Tomorrow, we’ll be trekking all over Brooklyn for GO, in which artists from Greenpoint to Coney Island will open their studios, and the community will vote on their favorites. The winner(s) will be selected from a pool of the top-ten nominees by Brooklyn Museum curators and will be featured in an exhibition at the Brooklyn Museum in December. The stakes are high, and as we’ve seen before, Jesus tends to win at these things, and someone’s going to get their 500 friends to vote on their studio. So we asked co-organizers Sharon Matt Atkins, the Managing Curator of Exhibitions, and Shelley Bernstein, Chief of Technology, how they’ve structured the event.
How long has this project been in the works?
Sharon: While we started talking about this project a year and a half ago, the real work began in earnest within the last year and then really ramped up in late spring when we hired our project coordinator and 21 neighborhood coordinators to work with artists and the community in their areas to create excitement around the project.
How important is the contest element? Does that mold the tone of the event at all?
Sharon: GO is about what happens this weekend. It’s first and foremost about artists opening their doors, and visitors talking with them about their work and getting a glimpse into the creative process. Shelley and I talked about organizing this simply as a borough-wide open studio weekend without an exhibition component, but we really wanted to think of a way to bring all of the activity and excitement of the weekend back to the Museum in a meaningful way.
The rules state that voters will nominate ten artists, based on the highest number of votes, and then curators will select two or more nominated artists for an exhibition. Say one nominee gets 40,000 votes, while another got 150. Would the volume of votes impact the decision?
Sharon: We hope to include as many of the top ten nominated artists as possible. At the same time, we have a limited amount of space, so we need some flexibility in terms of scale of work, number of works, etc. By the time we get to selecting the work for the exhibition, we will be focusing on the art, not the numbers, to create the best show possible.
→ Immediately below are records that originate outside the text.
impl<'a> Lexer<'a> {
    fn new(input: &'a str, options: &'a LexOptions) -> Self {
        Self {
            input,
            options,
            start: 0,
            pos: 0,
            paren_depth: 0,
            tokens: Vec::new(),
            seen: 0,
            line: 1,
            line_start: 0,
        }
    }

    fn step(&mut self, state: State) -> Option<State> {
        match state {
            State::Text => self.lex_text(),
            State::LeftDelim => self.lex_left_delim(),
            State::Comment => self.lex_comment(),
            State::InsideAction => self.lex_inside_action(),
            State::RightDelim => self.lex_right_delim(),
            State::Space => self.lex_space(),
            State::Identifier => self.lex_identifier(),
            State::Field => self.lex_field_or_variable(TokenKind::Field),
            State::Variable => self.lex_field_or_variable(TokenKind::Variable),
            State::Quote => self.lex_quote(),
            State::RawQuote => self.lex_raw_quote(),
            State::CharConstant => self.lex_char(),
            State::Number => self.lex_number(),
        }
    }

    fn rest(&self) -> &'a str {
        &self.input[self.pos..]
    }

    fn peek(&self) -> Option<char> {
        self.rest().chars().next()
    }

    fn next(&mut self) -> Option<char> {
        let c = self.peek()?;
        self.pos += c.len_utf8();
        Some(c)
    }

    fn backup(&mut self, c: char) {
        self.pos -= c.len_utf8();
    }

    fn accept(&mut self, valid: &str) -> bool {
        match self.peek() {
            Some(c) if valid.contains(c) => {
                self.pos += c.len_utf8();
                true
            }
            _ => false,
        }
    }

    fn accept_run(&mut self, valid: &str) {
        while self.accept(valid) {}
    }

    fn location(&mut self, offset: usize) -> (usize, usize) {
        if offset < self.seen {
            self.seen = 0;
            self.line = 1;
            self.line_start = 0;
        }
        for (i, b) in self.input[self.seen..offset].bytes().enumerate() {
            if b == b'\n' {
                self.line += 1;
                self.line_start = self.seen + i + 1;
            }
        }
        self.seen = offset;
        let column = self.input[self.line_start..offset].chars().count() + 1;
        (self.line, column)
    }

    fn token(&mut self, kind: TokenKind) -> Token {
        let (line, column) = self.location(self.start);
        Token {
            kind,
            text: self.input[self.start..self.pos].to_string(),
            pos: self.start,
            line,
            column,
        }
    }

    fn emit(&mut self, kind: TokenKind) {
        let token = self.token(kind);
        self.tokens.push(token);
        self.start = self.pos;
    }

    fn ignore(&mut self) {
        self.start = self.pos;
    }

    /// Emit an error token and stop the machine.
    fn error(&mut self, message: impl Into<String>) -> Option<State> {
        let (line, column) = self.location(self.start);
        self.tokens.push(Token {
            kind: TokenKind::Error,
            text: message.into(),
            pos: self.start,
            line,
            column,
        });
        None
    }

    fn at_right_delim(&self) -> (bool, bool) {
        let rest = self.rest();
        let right = self.options.right_delim.as_str();
        if has_right_trim_marker(rest) && rest[TRIM_MARKER_LEN..].starts_with(right) {
            return (true, true);
        }
        (rest.starts_with(right), false)
    }

    fn at_terminator(&self) -> bool {
        match self.peek() {
            None => true,
            Some(c) if is_space(c) => true,
            Some('.' | ',' | '|' | ':' | ')' | '(') => true,
            Some(_) => self.at_right_delim().0,
        }
    }

    fn lex_text(&mut self) -> Option<State> {
        let left = self.options.left_delim.as_str();
        if let Some(x) = self.rest().find(left) {
            if x > 0 {
                self.pos += x;
                let delim_end = self.pos + left.len();
                let trim = if has_left_trim_marker(&self.input[delim_end..]) {
                    right_trim_len(&self.input[self.start..self.pos])
                } else {
                    0
                };
                self.pos -= trim;
                if self.pos > self.start {
                    self.emit(TokenKind::Text);
                }
                self.pos += trim;
                self.ignore();
            }
            return Some(State::LeftDelim);
        }
        self.pos = self.input.len();
        if self.pos > self.start {
            self.emit(TokenKind::Text);
        }
        self.emit(TokenKind::Eof);
        None
    }

    fn lex_left_delim(&mut self) -> Option<State> {
        self.pos += self.options.left_delim.len();
        let after_marker = if has_left_trim_marker(self.rest()) {
            TRIM_MARKER_LEN
        } else {
            0
        };
        if self.input[self.pos + after_marker..].starts_with(self.options.left_comment.as_str()) {
            self.pos += after_marker;
            self.ignore();
            return Some(State::Comment);
        }
        self.emit(TokenKind::LeftDelim);
        self.pos += after_marker;
        self.ignore();
        self.paren_depth = 0;
        Some(State::InsideAction)
    }

    fn lex_comment(&mut self) -> Option<State> {
        self.pos += self.options.left_comment.len();
        let right_comment = self.options.right_comment.as_str();
        let Some(x) = self.rest().find(right_comment) else {
            return self.error("unclosed comment");
        };
        self.pos += x + right_comment.len();
        let (delim, trim) = self.at_right_delim();
        if !delim {
            return self.error("comment closed leaving delim still open");
        }
        let comment = self.token(TokenKind::Comment);
        if trim {
            self.pos += TRIM_MARKER_LEN;
        }
        self.pos += self.options.right_delim.len();
        if trim {
            self.pos += left_trim_len(self.rest());
        }
        self.ignore();
        if self.options.emit_comments {
            self.tokens.push(comment);
        }
        Some(State::Text)
    }

    fn lex_right_delim(&mut self) -> Option<State> {
        let (_, trim) = self.at_right_delim();
        if trim {
            self.pos += TRIM_MARKER_LEN;
            self.ignore();
        }
        self.pos += self.options.right_delim.len();
        self.emit(TokenKind::RightDelim);
        if trim {
            self.pos += left_trim_len(self.rest());
            self.ignore();
        }
        Some(State::Text)
    }

    fn lex_inside_action(&mut self) -> Option<State> {
        let (delim, _) = self.at_right_delim();
        if delim {
            if self.paren_depth == 0 {
                return Some(State::RightDelim);
            }
            return self.error("unclosed left paren");
        }
        let Some(c) = self.next() else {
            return self.error("unclosed action");
        };
        match c {
            c if is_space(c) => {
                // Put the space back in case this is " -}}".
                self.backup(c);
                return Some(State::Space);
            }
            '=' => self.emit(TokenKind::Assign),
            ':' => {
                if self.next() != Some('=') {
                    return self.error("expected :=");
                }
                self.emit(TokenKind::Declare);
            }
            '|' => self.emit(TokenKind::Pipe),
            '"' => return Some(State::Quote),
            '`' => return Some(State::RawQuote),
            '$' => return Some(State::Variable),
            '\'' => return Some(State::CharConstant),
            '.' => {
                // ".5" is a number, ".Field" is a field.
                match self.peek() {
                    Some(n) if !n.is_ascii_digit() => return Some(State::Field),
                    _ => {
                        self.backup(c);
                        return Some(State::Number);
                    }
                }
            }
            '+' | '-' | '0'..='9' => {
                self.backup(c);
                return Some(State::Number);
            }
            c if is_alphanumeric(c) => {
                self.backup(c);
                return Some(State::Identifier);
            }
            '(' => {
                self.paren_depth += 1;
                self.emit(TokenKind::LeftParen);
            }
            ')' => {
                self.paren_depth -= 1;
                if self.paren_depth < 0 {
                    return self.error("unexpected right paren");
                }
                self.emit(TokenKind::RightParen);
            }
            c if c.is_ascii() && !c.is_ascii_control() => self.emit(TokenKind::Char),
            c => return self.error(format!("bad character in action: {:?}", c)),
        }
        Some(State::InsideAction)
    }

    fn lex_space(&mut self) -> Option<State> {
        let mut spaces = 0;
        while let Some(c) = self.peek() {
            if !is_space(c) {
                break;
            }
            self.pos += 1;
            spaces += 1;
        }
        // A trim-marked right delimiter has its minus after a space.
        let last = self.pos - 1;
        if has_right_trim_marker(&self.input[last..])
            && self.input[last + TRIM_MARKER_LEN..].starts_with(self.options.right_delim.as_str())
        {
            self.pos -= 1;
            if spaces == 1 {
                return Some(State::RightDelim);
            }
        }
        self.emit(TokenKind::Space);
        Some(State::InsideAction)
    }

    fn lex_identifier(&mut self) -> Option<State> {
        while let Some(c) = self.peek() {
            if !is_alphanumeric(c) {
                break;
            }
            self.pos += c.len_utf8();
        }
        if !self.at_terminator() {
            return self.bad_character();
        }
        let word = &self.input[self.start..self.pos];
        let kind = match TokenKind::keyword(word) {
            Some(keyword) => keyword,
            None if word == "true" || word == "false" => TokenKind::Bool,
            None => TokenKind::Identifier,
        };
        self.emit(kind);
        Some(State::InsideAction)
    }

    fn lex_field_or_variable(&mut self, kind: TokenKind) -> Option<State> {
        if self.at_terminator() {
            // A lone "." or "$".
            let kind = if kind == TokenKind::Variable {
                TokenKind::Variable
            } else {
                TokenKind::Dot
            };
            self.emit(kind);
            return Some(State::InsideAction);
        }
        while let Some(c) = self.peek() {
            if !is_alphanumeric(c) {
                break;
            }
            self.pos += c.len_utf8();
        }
        if !self.at_terminator() {
            return self.bad_character();
        }
        self.emit(kind);
        Some(State::InsideAction)
    }

    fn bad_character(&mut self) -> Option<State> {
        match self.peek() {
            Some(c) => self.error(format!("bad character {:?}", c)),
            None => self.error("unclosed action"),
        }
    }

    fn lex_quote(&mut self) -> Option<State> {
        loop {
            match self.next() {
                Some('\\') => match self.next() {
                    Some(c) if c != '\n' => {}
                    _ => return self.error("unterminated quoted string"),
                },
                None | Some('\n') => return self.error("unterminated quoted string"),
                Some('"') => break,
                Some(_) => {}
            }
        }
        self.emit(TokenKind::String);
        Some(State::InsideAction)
    }

    fn lex_raw_quote(&mut self) -> Option<State> {
        loop {
            match self.next() {
                None | Some('\n') => return self.error("unterminated raw quoted string"),
                Some('`') => break,
                Some(_) => {}
            }
        }
        self.emit(TokenKind::RawString);
        Some(State::InsideAction)
    }

    fn lex_char(&mut self) -> Option<State> {
        loop {
            match self.next() {
                Some('\\') => match self.next() {
                    Some(c) if c != '\n' => {}
                    _ => return self.error("unterminated character constant"),
                },
                None | Some('\n') => return self.error("unterminated character constant"),
                Some('\'') => break,
                Some(_) => {}
            }
        }
        self.emit(TokenKind::CharConstant);
        Some(State::InsideAction)
    }

    fn lex_number(&mut self) -> Option<State> {
        if !self.scan_number() {
            return self.bad_number();
        }
        if matches!(self.peek(), Some('+' | '-')) {
            // Complex: 1+2i, no spaces, must end in 'i'.
            if !self.scan_number() || !self.input[..self.pos].ends_with('i') {
                return self.bad_number();
            }
            self.emit(TokenKind::Complex);
        } else {
            self.emit(TokenKind::Number);
        }
        Some(State::InsideAction)
    }

    fn bad_number(&mut self) -> Option<State> {
        let text = self.input[self.start..self.pos].to_string();
        self.error(format!("bad number syntax: {:?}", text))
    }

    fn scan_number(&mut self) -> bool {
        self.accept("+-");
        let mut digits = DECIMAL_DIGITS;
        if self.accept("0") {
            if self.accept("xX") {
                digits = HEX_DIGITS;
            } else if self.accept("oO") {
                digits = OCTAL_DIGITS;
            } else if self.accept("bB") {
                digits = BINARY_DIGITS;
            }
        }
        self.accept_run(digits);
        if self.accept(".") {
            self.accept_run(digits);
        }
        if digits == DECIMAL_DIGITS && self.accept("eE") {
            self.accept("+-");
            self.accept_run(DECIMAL_DIGITS);
        }
        if digits == HEX_DIGITS && self.accept("pP") {
            self.accept("+-");
            self.accept_run(DECIMAL_DIGITS);
        }
        self.accept("i");
        if let Some(c) = self.peek() {
            if is_alphanumeric(c) {
                self.next();
                return false;
            }
        }
        true
    }
}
Did ArtPrize affect the way you structured GO at all?
[ArtPrize is an annual Michigan competition with the world’s largest cash awards for artists. It’s decided by both a jury of art experts and the public, so that both public and professional opinion are equally represented. We all saw how, last year, public vote led to Mia Tavonatti taking a $250,000 grand prize for her massive stained-glass Jesus on the crucifix. It started a public debate about how decisions should be made, how events like these may be better used to educate people about contemporary art, how one fanatical group can easily muscle out the competition, and whether it’s fair at all to have artists compete for such a large prize.]
Shelley: Even though ArtPrize was part of the inspiration for GO, we wanted to change the participation model a bit towards something that was more aligned with the Museum’s goals. In asking people to see five studios in order to nominate three, we’ve raised the bar for participation and we’re shifting participants toward a selection process that is a bit more complex than a straight up/down vote. We believe it’s incredibly important during this process to move people away from the “like” button and more toward a process that encourages them to go deeper by seeing many things, asking them to make choices, and to marinate on things a bit before making their final decisions. During the open studio weekend, participants simply “check-in” using a unique code given to each artist – this tells us they’ve been at the studio and seen the work in person. We also liked the open studio model because visitors can see a body of work rather than a single work in isolation. After the weekend concludes, voters who’ve checked in to at least 5 studios will be eligible to nominate from the list of those they saw. We think removing the nomination process from the event itself allows voters the chance to sit with their thoughts prior to making the final decision.
If all goes well, would you hope to do this again?
Shelley: We structured GO so that it could be run again, but we are really waiting to see what happens throughout the entire process before deciding to do so. At the end of the weekend, we’ll be asking all participants (artists, voters, volunteers, and GO staff) to share their stories. It will be really important to hear many perspectives – both good and bad – and really try and understand how this project functioned from a local and participant-driven perspective.
Anything else you’d like to add?
Shelley: There’s a lot of at talk about tech in this whole process, but both Sharon and I believe that getting out and just going is what’s important this weekend. Even if people don’t register, don’t check-in, don’t vote – it’s still a big win if they visit studios and gain a greater understanding of their communities and neighbors in the process.
This story does nothing to convince me that the open studios event is not a popularity contest. And for the sake of decent journalism, shouldn’t the L Magazine point out in articles like this that it is media sponsor of “GO”?
“participants simply “check-in” using a unique code given to each artist – this tells us they’ve been at the studio and seen the work in person”.
Really? I’ve gotten plenty of emails from artists whose work/studios I haven’t seen, sharing their code numbers and asking for votes. Pretty easy system to game.